- **Problem to solve**
Output, exactly and in full, the entries that appear below.

------ Records for this exercise

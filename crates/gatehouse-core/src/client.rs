//! Collaborator trait for the identity backend.

use async_trait::async_trait;
use gatehouse_config::TransportSettings;

use crate::catalog::ClientConfiguration;
use crate::error::ClientError;
use crate::request::{ChangePasswordRequest, LoginRequest, SignupRequest};
use crate::sso::SsoState;

/// Network access to the identity backend.
#[async_trait]
pub trait IdentityClient: Send + Sync {
    /// Receive transport settings before any fetch of a `show()`.
    fn configure(&self, _settings: &TransportSettings) {}

    /// Fetch the client configuration.
    ///
    /// # Errors
    ///
    /// Returns [`ClientError`] when the backend cannot be reached or rejects
    /// the request.
    async fn fetch_client_configuration(&self) -> Result<ClientConfiguration, ClientError>;

    /// Fetch the SSO state, optionally probing directory (Windows) SSO.
    ///
    /// # Errors
    ///
    /// Returns [`ClientError`] when the lookup fails; callers treat that as
    /// "no SSO".
    async fn fetch_sso_state(&self, use_directory_sso: bool) -> Result<SsoState, ClientError>;

    /// Submit a login.
    ///
    /// # Errors
    ///
    /// Returns [`ClientError`] when the login is not accepted.
    async fn login(&self, request: LoginRequest) -> Result<(), ClientError>;

    /// Submit a signup.
    ///
    /// # Errors
    ///
    /// Returns [`ClientError`] when the signup is not accepted.
    async fn signup(&self, _request: SignupRequest) -> Result<(), ClientError> {
        Err(ClientError::Unsupported {
            operation: "signup",
        })
    }

    /// Submit a password change.
    ///
    /// # Errors
    ///
    /// Returns [`ClientError`] when the change is not accepted.
    async fn change_password(&self, _request: ChangePasswordRequest) -> Result<(), ClientError> {
        Err(ClientError::Unsupported {
            operation: "change_password",
        })
    }
}

#[cfg(test)]
mod tests {
    use super::*;
    use std::sync::Arc;

    struct StubClient;

    #[async_trait]
    impl IdentityClient for StubClient {
        async fn fetch_client_configuration(&self) -> Result<ClientConfiguration, ClientError> {
            Ok(ClientConfiguration {
                id: "123456789".into(),
                strategies: Vec::new(),
            })
        }

        async fn fetch_sso_state(&self, _use_directory_sso: bool) -> Result<SsoState, ClientError> {
            Ok(SsoState::unavailable())
        }

        async fn login(&self, _request: LoginRequest) -> Result<(), ClientError> {
            Ok(())
        }
    }

    #[tokio::test]
    async fn default_methods_report_unsupported() -> anyhow::Result<()> {
        let client: Arc<dyn IdentityClient> = Arc::new(StubClient);
        let config = client.fetch_client_configuration().await?;
        assert_eq!(config.id, "123456789");
        assert!(!client.fetch_sso_state(false).await?.available);

        let err = client
            .signup(SignupRequest {
                connection: "dbTest".into(),
                username: "john@fabrikam.com".into(),
                password: "xyz".into(),
            })
            .await
            .unwrap_err();
        assert_eq!(err.code(), "unsupported");
        assert_eq!(err.operation(), "signup");

        let err = client
            .change_password(ChangePasswordRequest {
                connection: "dbTest".into(),
                username: "john@fabrikam.com".into(),
                password: "xyz".into(),
            })
            .await
            .unwrap_err();
        assert_eq!(err.detail(), "change_password: operation not supported by identity client");
        Ok(())
    }
}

------------

- **Problem solution**
filename crates/gatehouse-core/src/client.rs
//! Collaborator trait for the identity backend.

use async_trait::async_trait;
use gatehouse_config::TransportSettings;

use crate::catalog::ClientConfiguration;
use crate::error::ClientError;
use crate::request::{ChangePasswordRequest, LoginRequest, SignupRequest};
use crate::sso::SsoState;

/// Network access to the identity backend.
#[async_trait]
pub trait IdentityClient: Send + Sync {
    /// Receive transport settings before any fetch of a `show()`.
    fn configure(&self, _settings: &TransportSettings) {}

    /// Fetch the client configuration.
    ///
    /// # Errors
    ///
    /// Returns [`ClientError`] when the backend cannot be reached or rejects
    /// the request.
    async fn fetch_client_configuration(&self) -> Result<ClientConfiguration, ClientError>;

    /// Fetch the SSO state, optionally probing directory (Windows) SSO.
    ///
    /// # Errors
    ///
    /// Returns [`ClientError`] when the lookup fails; callers treat that as
    /// "no SSO".
    async fn fetch_sso_state(&self, use_directory_sso: bool) -> Result<SsoState, ClientError>;

    /// Submit a login.
    ///
    /// # Errors
    ///
    /// Returns [`ClientError`] when the login is not accepted.
    async fn login(&self, request: LoginRequest) -> Result<(), ClientError>;

    /// Submit a signup.
    ///
    /// # Errors
    ///
    /// Returns [`ClientError`] when the signup is not accepted.
    async fn signup(&self, _request: SignupRequest) -> Result<(), ClientError> {
        Err(ClientError::Unsupported {
            operation: "signup",
        })
    }

    /// Submit a password change.
    ///
    /// # Errors
    ///
    /// Returns [`ClientError`] when the change is not accepted.
    async fn change_password(&self, _request: ChangePasswordRequest) -> Result<(), ClientError> {
        Err(ClientError::Unsupported {
            operation: "change_password",
        })
    }
}

#[cfg(test)]
mod tests {
    use super::*;
    use std::sync::Arc;

    struct StubClient;

    #[async_trait]
    impl IdentityClient for StubClient {
        async fn fetch_client_configuration(&self) -> Result<ClientConfiguration, ClientError> {
            Ok(ClientConfiguration {
                id: "123456789".into(),
                strategies: Vec::new(),
            })
        }

        async fn fetch_sso_state(&self, _use_directory_sso: bool) -> Result<SsoState, ClientError> {
            Ok(SsoState::unavailable())
        }

        async fn login(&self, _request: LoginRequest) -> Result<(), ClientError> {
            Ok(())
        }
    }

    #[tokio::test]
    async fn default_methods_report_unsupported() -> anyhow::Result<()> {
        let client: Arc<dyn IdentityClient> = Arc::new(StubClient);
        let config = client.fetch_client_configuration().await?;
        assert_eq!(config.id, "123456789");
        assert!(!client.fetch_sso_state(false).await?.available);

        let err = client
            .signup(SignupRequest {
                connection: "dbTest".into(),
                username: "john@fabrikam.com".into(),
                password: "xyz".into(),
            })
            .await
            .unwrap_err();
        assert_eq!(err.code(), "unsupported");
        assert_eq!(err.operation(), "signup");

        let err = client
            .change_password(ChangePasswordRequest {
                connection: "dbTest".into(),
                username: "john@fabrikam.com".into(),
                password: "xyz".into(),
            })
            .await
            .unwrap_err();
        assert_eq!(err.detail(), "change_password: operation not supported by identity client");
        Ok(())
    }
}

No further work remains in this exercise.